Recent events in the United States have led to a dramatic drop in confidence in elections across both major parties and independents, according to research from UC San Diego released Wednesday.
In a national survey of 11,406 eligible voters by the Center for Transparent and Trusted Elections, founded last year at UCSD, produced in collaboration with the university's Yankelovich Center for Social Science Research, 60% of respondents said they are confident votes will be counted accurately nationwide in the 2026 midterms. Just after the 2024 presidential election, that figure stood at 77%.
The survey of 11,406 eligible voters — conducted Dec. 19, 2025 through Jan. 12 — found trust declined by 17% among Republicans, 13% among Democrats and 16% among independents.
When asked whether recent redistricting efforts such as those in California and Texas amount to attempts to "rig" the 2026 midterms, survey respondents most often blamed the opposing party. However, nearly 25% of members of each party also assigned responsibility to their own leaders.
"When both parties see redistricting as `rigging,' it's a sign of a deeper legitimacy problem: Our data show voters don't believe the lines are being drawn for fairness - they think they're being drawn for advantage," said Thad Kousser, CTTE co-director and professor in UCSD's Department of Political Science.
California Gov. Gavin Newsom, Texas Gov. Greg Abbott and President Donald Trump have publicly discussed the political implications of redistricting. The two states have differed, however, because California put redistricting to a public vote, whereas Texas did not.
According to the CTTE survey, 27% of Democrats, 21% of independents and 35% of Republicans say they trust that district lines are drawn in a way that fairly reflects what voters want.
Republicans expressed higher levels of distrust about mail ballots and whether noncitizens will be prevented from casting ballots.
The conservative think tank The Heritage Foundation — one of the biggest backers of the Safeguard American Voter Eligibility Act, which would require proof of citizenship to vote — has claimed noncitizens voting is a major issue. In the group's own records, there have been 68 documented cases of residents casting a ballot in a United States election since the 1980s, somewhere around 0.0001% of all votes cast in the past 40 years.
The SAVE Act would require a passport or Real ID to vote, both of which cost. Opponents say this is essentially a poll tax which could disenfranchise millions. It has passed in the House but would require 60 votes to pass the Senate.
As for this year's elections, 37% of survey respondents said it is likely that Immigration and Customs Enforcement officers will be present at voting sites in their area: 45% among Hispanic respondents, 44% of Black respondents, 41% of Asian American respondents and 33% of white respondents.
According to the researchers, more respondents across racial and ethnic groups said ICE presence would make them less confident rather than more confident that votes in their community would be counted as intended.
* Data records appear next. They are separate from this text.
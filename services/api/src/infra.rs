use std::collections::HashMap;
use std::sync::atomic::AtomicBool;
use std::sync::{Arc, Mutex};

use metrics_exporter_prometheus::PrometheusHandle;
use model_risk::config::AppConfig;
use model_risk::error::AppError;
use model_risk::registry::{
    InventoryEntry, InventoryError, ModelId, ModelInventory, ScoringEngine,
};

#[derive(Clone)]
pub(crate) struct AppState {
    pub(crate) readiness: Arc<AtomicBool>,
    pub(crate) metrics: Arc<PrometheusHandle>,
}

/// Session-scoped inventory: assessments live only as long as the process,
/// matching the single-export lifecycle of the tool.
#[derive(Default, Clone)]
pub(crate) struct InMemoryInventory {
    entries: Arc<Mutex<HashMap<ModelId, InventoryEntry>>>,
}

impl ModelInventory for InMemoryInventory {
    fn upsert(&self, entry: InventoryEntry) -> Result<InventoryEntry, InventoryError> {
        let mut guard = self.entries.lock().expect("inventory mutex poisoned");
        guard.insert(entry.model_id().clone(), entry.clone());
        Ok(entry)
    }

    fn fetch(&self, id: &ModelId) -> Result<Option<InventoryEntry>, InventoryError> {
        let guard = self.entries.lock().expect("inventory mutex poisoned");
        Ok(guard.get(id).cloned())
    }

    fn list(&self) -> Result<Vec<InventoryEntry>, InventoryError> {
        let guard = self.entries.lock().expect("inventory mutex poisoned");
        Ok(guard.values().cloned().collect())
    }
}

/// Build the scoring engine from the resolved application configuration.
/// File-backed configurations are validated before the engine is handed out,
/// so a malformed table refuses to start instead of mis-tiering silently.
pub(crate) fn scoring_engine(config: &AppConfig) -> Result<ScoringEngine, AppError> {
    let scoring = config.scoring_config()?;
    Ok(ScoringEngine::new(scoring))
}
mod cli;
mod demo;
mod infra;
mod routes;
mod server;

use model_risk::error::AppError;

pub async fn run() -> Result<(), AppError> {
    cli::run().await
}
use serde::{Deserialize, Serialize};

/// Stage of the intro sequence. Only ever advances.
#[derive(Debug, Clone, Copy, PartialEq, Eq, PartialOrd, Ord, Hash, Serialize, Deserialize)]
pub enum Phase {
    Idle = 0,
    HandGrowth = 1,
    TickReveal = 2,
    SyncToLiveTime = 3,
}

impl Phase {
    pub fn index(self) -> u8 {
        self as u8
    }
}

/// Hand angles in degrees, clockwise from twelve o'clock.
///
/// Values may exceed 360 while a sweep is being animated so that the
/// rotation reads as a full clockwise turn instead of a shortest-path move.
#[derive(Debug, Clone, Copy, Default, PartialEq, Serialize, Deserialize)]
pub struct HandAngles {
    pub hour: f64,
    pub minute: f64,
    pub second: f64,
}

#[derive(Debug, Clone, Copy, Default, PartialEq, Eq, Serialize, Deserialize)]
pub struct HandVisibility {
    pub hour: bool,
    pub minute: bool,
    pub second: bool,
}

impl HandVisibility {
    pub const ALL: Self = Self {
        hour: true,
        minute: true,
        second: true,
    };
}

/// Everything a rendering surface needs to draw one frame of the intro.
#[derive(Debug, Clone, PartialEq, Serialize, Deserialize)]
pub struct IntroFrame {
    pub phase: Phase,
    pub angles: HandAngles,
    pub hands_visible: HandVisibility,
    /// Minute hand length in percent of full length, 0–100.
    pub minute_hand_length: f64,
    /// Revealed face positions, ascending, each in 0–11.
    pub revealed_ticks: Vec<u8>,
    /// `HH:MM:SS` once the hands track live time.
    pub time_label: Option<String>,
    pub is_live: bool,
    pub is_ready: bool,
    pub is_complete: bool,
    /// Whether the skip affordance should be shown.
    pub skip_visible: bool,
}

#[cfg(test)]
mod tests {
    use super::*;

    #[test]
    fn phases_are_ordered() {
        assert!(Phase::Idle < Phase::HandGrowth);
        assert!(Phase::HandGrowth < Phase::TickReveal);
        assert!(Phase::TickReveal < Phase::SyncToLiveTime);
        assert_eq!(Phase::SyncToLiveTime.index(), 3);
    }

    #[test]
    fn frame_serializes_for_js_hosts() {
        let frame = IntroFrame {
            phase: Phase::TickReveal,
            angles: HandAngles {
                hour: 0.0,
                minute: 123.5,
                second: 0.0,
            },
            hands_visible: HandVisibility {
                minute: true,
                ..HandVisibility::default()
            },
            minute_hand_length: 100.0,
            revealed_ticks: vec![0, 1, 2, 3, 4],
            time_label: None,
            is_live: false,
            is_ready: false,
            is_complete: false,
            skip_visible: true,
        };
        let json = serde_json::to_string(&frame).unwrap_or_default();
        assert!(json.contains("\"phase\":\"TickReveal\""));
        assert!(json.contains("\"revealed_ticks\":[0,1,2,3,4]"));
        assert!(json.contains("\"time_label\":null"));
    }
}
"Our data reveal it's not just an abstract fear - many voters expect ICE at their polling place, and that expectation erodes confidence in the count," said Lauren Prather, CTTE co-director and associate professor of political science at the School of Global Policy and Strategy.
The Center for Transparent and Trusted Elections is a nonpartisan initiative to build sustained partnerships with election administrators across the country, test new ways to increase transparency and share strategies with the goal of "growing lasting trust across the political spectrum," according to the center's mission statement when it launched last year.
"Public confidence in elections is a cornerstone of a healthy democracy, but we've seen that voters can lose that trust," said Ashley Quarcoo, executive director of the Election Trust Initiative. "The Center for Trusted and Transparent Elections will bring together researchers and election officials to identify proven ways to strengthen voter confidence, regardless of who or what is on the ballot."